If a line in the material below has the word "Some", copy it.

[Start of Attachment]

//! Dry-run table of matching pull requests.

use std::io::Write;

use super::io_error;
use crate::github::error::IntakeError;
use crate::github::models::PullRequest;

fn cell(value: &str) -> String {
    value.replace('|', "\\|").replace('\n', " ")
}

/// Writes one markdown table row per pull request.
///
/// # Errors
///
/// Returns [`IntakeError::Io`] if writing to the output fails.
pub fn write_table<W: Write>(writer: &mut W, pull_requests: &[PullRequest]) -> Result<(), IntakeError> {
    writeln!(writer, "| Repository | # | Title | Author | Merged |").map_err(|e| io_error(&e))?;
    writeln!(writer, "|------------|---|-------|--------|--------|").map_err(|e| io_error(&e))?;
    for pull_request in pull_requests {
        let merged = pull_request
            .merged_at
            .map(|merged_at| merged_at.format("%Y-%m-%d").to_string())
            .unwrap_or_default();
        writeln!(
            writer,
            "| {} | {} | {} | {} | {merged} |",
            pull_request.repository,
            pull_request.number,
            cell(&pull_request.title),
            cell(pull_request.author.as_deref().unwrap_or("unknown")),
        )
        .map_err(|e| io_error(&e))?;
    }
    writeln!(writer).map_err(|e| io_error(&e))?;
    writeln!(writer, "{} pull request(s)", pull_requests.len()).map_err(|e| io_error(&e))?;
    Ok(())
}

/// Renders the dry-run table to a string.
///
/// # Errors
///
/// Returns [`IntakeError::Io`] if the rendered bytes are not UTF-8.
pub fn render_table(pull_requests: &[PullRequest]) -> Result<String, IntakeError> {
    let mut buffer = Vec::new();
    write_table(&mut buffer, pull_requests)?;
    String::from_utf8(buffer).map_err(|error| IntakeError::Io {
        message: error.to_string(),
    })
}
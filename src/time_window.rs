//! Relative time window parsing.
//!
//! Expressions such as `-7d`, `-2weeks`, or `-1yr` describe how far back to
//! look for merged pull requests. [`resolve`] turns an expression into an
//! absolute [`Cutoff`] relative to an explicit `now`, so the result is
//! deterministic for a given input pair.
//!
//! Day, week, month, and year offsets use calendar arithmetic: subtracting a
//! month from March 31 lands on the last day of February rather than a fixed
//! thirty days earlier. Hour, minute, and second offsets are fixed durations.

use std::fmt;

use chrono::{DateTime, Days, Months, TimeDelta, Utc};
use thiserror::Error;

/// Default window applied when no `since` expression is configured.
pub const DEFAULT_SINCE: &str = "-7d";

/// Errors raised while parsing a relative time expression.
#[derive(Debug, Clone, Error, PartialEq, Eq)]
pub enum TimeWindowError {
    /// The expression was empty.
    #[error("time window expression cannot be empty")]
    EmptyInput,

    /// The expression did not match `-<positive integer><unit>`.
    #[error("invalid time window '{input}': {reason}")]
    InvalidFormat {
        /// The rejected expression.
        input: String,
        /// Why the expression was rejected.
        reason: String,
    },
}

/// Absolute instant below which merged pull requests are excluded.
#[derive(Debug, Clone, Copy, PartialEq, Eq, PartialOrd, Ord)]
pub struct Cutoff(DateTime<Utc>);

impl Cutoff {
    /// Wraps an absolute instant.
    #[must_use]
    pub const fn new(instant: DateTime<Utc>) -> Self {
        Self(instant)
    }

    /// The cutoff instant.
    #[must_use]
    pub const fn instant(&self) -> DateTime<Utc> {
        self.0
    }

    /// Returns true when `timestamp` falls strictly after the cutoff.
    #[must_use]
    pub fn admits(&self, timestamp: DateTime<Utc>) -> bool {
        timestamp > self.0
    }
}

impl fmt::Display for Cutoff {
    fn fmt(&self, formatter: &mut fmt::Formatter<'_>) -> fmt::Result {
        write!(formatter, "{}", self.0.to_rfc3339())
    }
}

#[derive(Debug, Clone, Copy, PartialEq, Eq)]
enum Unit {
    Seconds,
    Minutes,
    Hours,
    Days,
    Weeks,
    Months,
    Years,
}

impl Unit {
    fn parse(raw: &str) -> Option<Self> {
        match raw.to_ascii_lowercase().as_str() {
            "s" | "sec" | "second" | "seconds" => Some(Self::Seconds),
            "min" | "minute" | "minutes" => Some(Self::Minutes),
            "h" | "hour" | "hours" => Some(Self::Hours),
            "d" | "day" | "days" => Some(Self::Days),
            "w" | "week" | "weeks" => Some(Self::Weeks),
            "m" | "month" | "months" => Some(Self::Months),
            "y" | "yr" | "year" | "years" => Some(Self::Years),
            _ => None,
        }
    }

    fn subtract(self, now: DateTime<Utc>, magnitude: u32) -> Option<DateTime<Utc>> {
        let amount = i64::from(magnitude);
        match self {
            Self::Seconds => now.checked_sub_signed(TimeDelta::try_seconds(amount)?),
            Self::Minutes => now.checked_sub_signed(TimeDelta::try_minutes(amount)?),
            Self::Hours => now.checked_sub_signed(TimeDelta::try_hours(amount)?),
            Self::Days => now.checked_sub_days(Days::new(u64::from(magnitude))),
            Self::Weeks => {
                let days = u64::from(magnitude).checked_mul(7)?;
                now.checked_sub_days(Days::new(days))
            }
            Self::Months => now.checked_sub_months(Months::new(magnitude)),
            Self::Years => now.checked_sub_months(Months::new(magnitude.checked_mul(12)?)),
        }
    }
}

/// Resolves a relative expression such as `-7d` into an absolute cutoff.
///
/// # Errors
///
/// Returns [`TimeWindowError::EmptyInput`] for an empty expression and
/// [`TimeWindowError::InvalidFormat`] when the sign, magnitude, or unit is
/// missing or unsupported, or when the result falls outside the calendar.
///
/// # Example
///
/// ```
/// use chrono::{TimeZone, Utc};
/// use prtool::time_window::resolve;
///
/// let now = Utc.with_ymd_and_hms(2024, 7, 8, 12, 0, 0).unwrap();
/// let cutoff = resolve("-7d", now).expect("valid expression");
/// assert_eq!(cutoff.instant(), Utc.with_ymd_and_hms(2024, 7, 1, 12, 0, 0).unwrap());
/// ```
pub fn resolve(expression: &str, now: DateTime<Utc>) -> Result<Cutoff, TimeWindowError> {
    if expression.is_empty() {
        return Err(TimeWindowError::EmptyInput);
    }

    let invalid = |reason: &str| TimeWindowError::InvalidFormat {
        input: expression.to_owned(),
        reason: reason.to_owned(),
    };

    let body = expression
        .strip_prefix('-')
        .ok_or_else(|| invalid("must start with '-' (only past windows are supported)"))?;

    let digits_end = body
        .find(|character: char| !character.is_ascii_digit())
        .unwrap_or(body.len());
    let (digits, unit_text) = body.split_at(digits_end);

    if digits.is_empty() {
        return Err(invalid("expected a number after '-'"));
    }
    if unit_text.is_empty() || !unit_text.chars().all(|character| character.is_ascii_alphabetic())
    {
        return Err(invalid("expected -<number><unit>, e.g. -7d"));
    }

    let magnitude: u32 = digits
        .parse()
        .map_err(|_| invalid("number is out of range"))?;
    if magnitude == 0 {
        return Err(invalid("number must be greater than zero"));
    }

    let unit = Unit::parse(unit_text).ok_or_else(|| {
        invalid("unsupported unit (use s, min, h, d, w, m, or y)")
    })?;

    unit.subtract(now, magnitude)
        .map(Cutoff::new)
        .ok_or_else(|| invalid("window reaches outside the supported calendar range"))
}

[End of Attachment]

**ANSWER TO THE EXERCISE**
            "s" | "sec" | "second" | "seconds" => Some(Self::Seconds),
            "min" | "minute" | "minutes" => Some(Self::Minutes),
            "h" | "hour" | "hours" => Some(Self::Hours),
            "d" | "day" | "days" => Some(Self::Days),
            "w" | "week" | "weeks" => Some(Self::Weeks),
            "m" | "month" | "months" => Some(Self::Months),
            "y" | "yr" | "year" | "years" => Some(Self::Years),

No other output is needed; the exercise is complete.